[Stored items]
------------------------------------------------------------

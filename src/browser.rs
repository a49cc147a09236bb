//! Browser Helpers
//!
//! Thin wrappers over `web_sys` / `js_sys` used by the components.

use chrono::NaiveDate;
use serde::Serialize;
use serde_json::Value;
use wasm_bindgen::JsCast;

use crate::board::TOUCH_BREAKPOINT_PX;

pub fn now_ms() -> i64 {
    js_sys::Date::now() as i64
}

pub fn local_hour() -> u32 {
    js_sys::Date::new_0().get_hours()
}

pub fn today() -> Option<NaiveDate> {
    let now = js_sys::Date::new_0();
    NaiveDate::from_ymd_opt(now.get_full_year() as i32, now.get_month() + 1, now.get_date())
}

pub fn viewport_width() -> f64 {
    web_sys::window()
        .and_then(|w| w.inner_width().ok())
        .and_then(|v| v.as_f64())
        .unwrap_or(f64::MAX)
}

/// Touch-capable device or a narrow viewport
pub fn is_touch_device() -> bool {
    let touch_points = web_sys::window()
        .map(|w| w.navigator().max_touch_points())
        .unwrap_or(0);
    touch_points > 0 || viewport_width() <= TOUCH_BREAKPOINT_PX
}

/// Smoothly scroll the element with `id` into the middle of the viewport
pub fn scroll_into_view(id: &str) {
    let Some(element) = web_sys::window()
        .and_then(|w| w.document())
        .and_then(|d| d.get_element_by_id(id))
    else {
        return;
    };
    let options = web_sys::ScrollIntoViewOptions::new();
    options.set_behavior(web_sys::ScrollBehavior::Smooth);
    options.set_block(web_sys::ScrollLogicalPosition::Center);
    element.scroll_into_view_with_scroll_into_view_options(&options);
}

// ========================
// Embedded contact editor
// ========================

pub const CONTACT_FRAME_ID: &str = "editContact";

/// Snapshot handed to the embedded contact editor
#[derive(Serialize)]
pub struct FrameMessage<'a> {
    #[serde(rename = "type")]
    pub kind: &'static str,
    pub data: &'a Value,
    pub token: &'a str,
    pub ergebnisse: &'a Value,
}

impl<'a> FrameMessage<'a> {
    pub fn new(data: &'a Value, token: &'a str, merged: &'a Value) -> Self {
        Self { kind: "firebaseData", data, token, ergebnisse: merged }
    }
}

/// Post `message` to the `#editContact` iframe when it is present
pub fn post_to_contact_frame(message: &FrameMessage<'_>) {
    let Some(frame) = web_sys::window()
        .and_then(|w| w.document())
        .and_then(|d| d.get_element_by_id(CONTACT_FRAME_ID))
        .and_then(|el| el.dyn_into::<web_sys::HtmlIFrameElement>().ok())
    else {
        return;
    };
    let Some(target) = frame.content_window() else {
        return;
    };
    let serializer = serde_wasm_bindgen::Serializer::json_compatible();
    match message.serialize(&serializer) {
        Ok(payload) => {
            if let Err(e) = target.post_message(&payload, "*") {
                log::warn!("postMessage to contact frame failed: {:?}", e);
            }
        }
        Err(e) => log::warn!("could not encode contact frame message: {}", e),
    }
}
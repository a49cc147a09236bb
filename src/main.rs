#![allow(warnings)]
//! Join Frontend Entry Point

mod actions;
mod app;
mod board;
mod browser;
mod commands;
mod components;
mod config;
mod contacts;
mod context;
mod error;
mod logging;
mod models;
mod remote;
mod search;
mod session;
mod store;
mod subtasks;
mod summary;
mod sync;
mod validation;

use app::App;
use config::AppConfig;
use leptos::prelude::*;

fn main() {
    console_error_panic_hook::set_once();
    logging::init(AppConfig::from_env().log_level);
    mount_to_body(App);
}
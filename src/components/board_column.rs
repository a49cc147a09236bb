//! Board Column Component
//!
//! One stage of the board. Cards are dropped here to change their stage.

use leptos::prelude::*;
use leptos_dragdrop::{is_highlighted, make_on_dragenter, make_on_dragleave, make_on_drop, on_dragover, DndSignals};

use crate::board::{drop_target, EMPTY_COLUMN_TEXT};
use crate::components::TaskCard;
use crate::models::Stage;
use crate::search::is_visible;
use crate::store::{use_app_store, AppStateStoreFields};

#[component]
pub fn BoardColumn(
    stage: Stage,
    /// Ids of the tasks in this column, in board order
    #[prop(into)] task_ids: Signal<Vec<String>>,
    dnd: DndSignals,
    /// Active search term, lowercased
    filter: ReadSignal<Option<String>>,
    pulse: ReadSignal<Option<String>>,
    touch: bool,
    #[prop(into)] on_open: Callback<String>,
    #[prop(into)] on_add: Callback<Stage>,
    #[prop(into)] on_move: Callback<(String, Stage)>,
) -> impl IntoView {
    let store = use_app_store();
    let column = stage.index();

    // Cards the current filter leaves on screen
    let visible_count = Memo::new(move |_| {
        let ids = task_ids.get();
        let filter = filter.get();
        store.search_index().with(|index| {
            ids.iter()
                .filter(|id| is_visible(filter.as_deref(), index, id))
                .count()
        })
    });

    let on_drop = make_on_drop(dnd, move |payload: String, container_id: String| {
        on_move.run(drop_target(&payload, &container_id));
    });

    let list_class = move || {
        if is_highlighted(&dnd, column) {
            "task-list highlight-container"
        } else {
            "task-list"
        }
    };

    view! {
        <section class="board-column">
            <div class="column-header">
                <h2 class="column-title">{stage.label()}</h2>
                <button class="column-add" title="Add task" on:click=move |_| on_add.run(stage)>
                    "+"
                </button>
            </div>
            <div
                id=stage.container_id()
                class=list_class
                on:dragover=on_dragover
                on:dragenter=make_on_dragenter(dnd, column)
                on:dragleave=make_on_dragleave(dnd, column)
                on:drop=on_drop
            >
                <For
                    each=move || task_ids.get()
                    key=|id| id.clone()
                    children=move |task_id| {
                        let lookup = task_id.clone();
                        let visible = Signal::derive(move || {
                            let filter = filter.get();
                            store.search_index().with(|index| is_visible(filter.as_deref(), index, &lookup))
                        });
                        view! {
                            <TaskCard
                                task_id=task_id
                                stage=stage
                                dnd=dnd
                                visible=visible
                                pulse=pulse
                                touch=touch
                                on_open=on_open
                                on_move=on_move
                            />
                        }
                    }
                />
                <Show when=move || visible_count.get() == 0>
                    <div class="no-tasks">{EMPTY_COLUMN_TEXT}</div>
                </Show>
            </div>
        </section>
    }
}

------------------------------------------------------------

**TASK INSTRUCTIONS**
Going back over the entries above, copy word for word every line from the one that has "if let Err(e)" on through the one that has "mod logging;".

**TASK RESPONSE**
            if let Err(e) = target.post_message(&payload, "*") {
                log::warn!("postMessage to contact frame failed: {:?}", e);
            }
        }
        Err(e) => log::warn!("could not encode contact frame message: {}", e),
    }
}
repository a49cc147a09236bb
filename src/main.rs
#![allow(warnings)]
//! Join Frontend Entry Point

mod actions;
mod app;
mod board;
mod browser;
mod commands;
mod components;
mod config;
mod contacts;
mod context;
mod error;
mod logging;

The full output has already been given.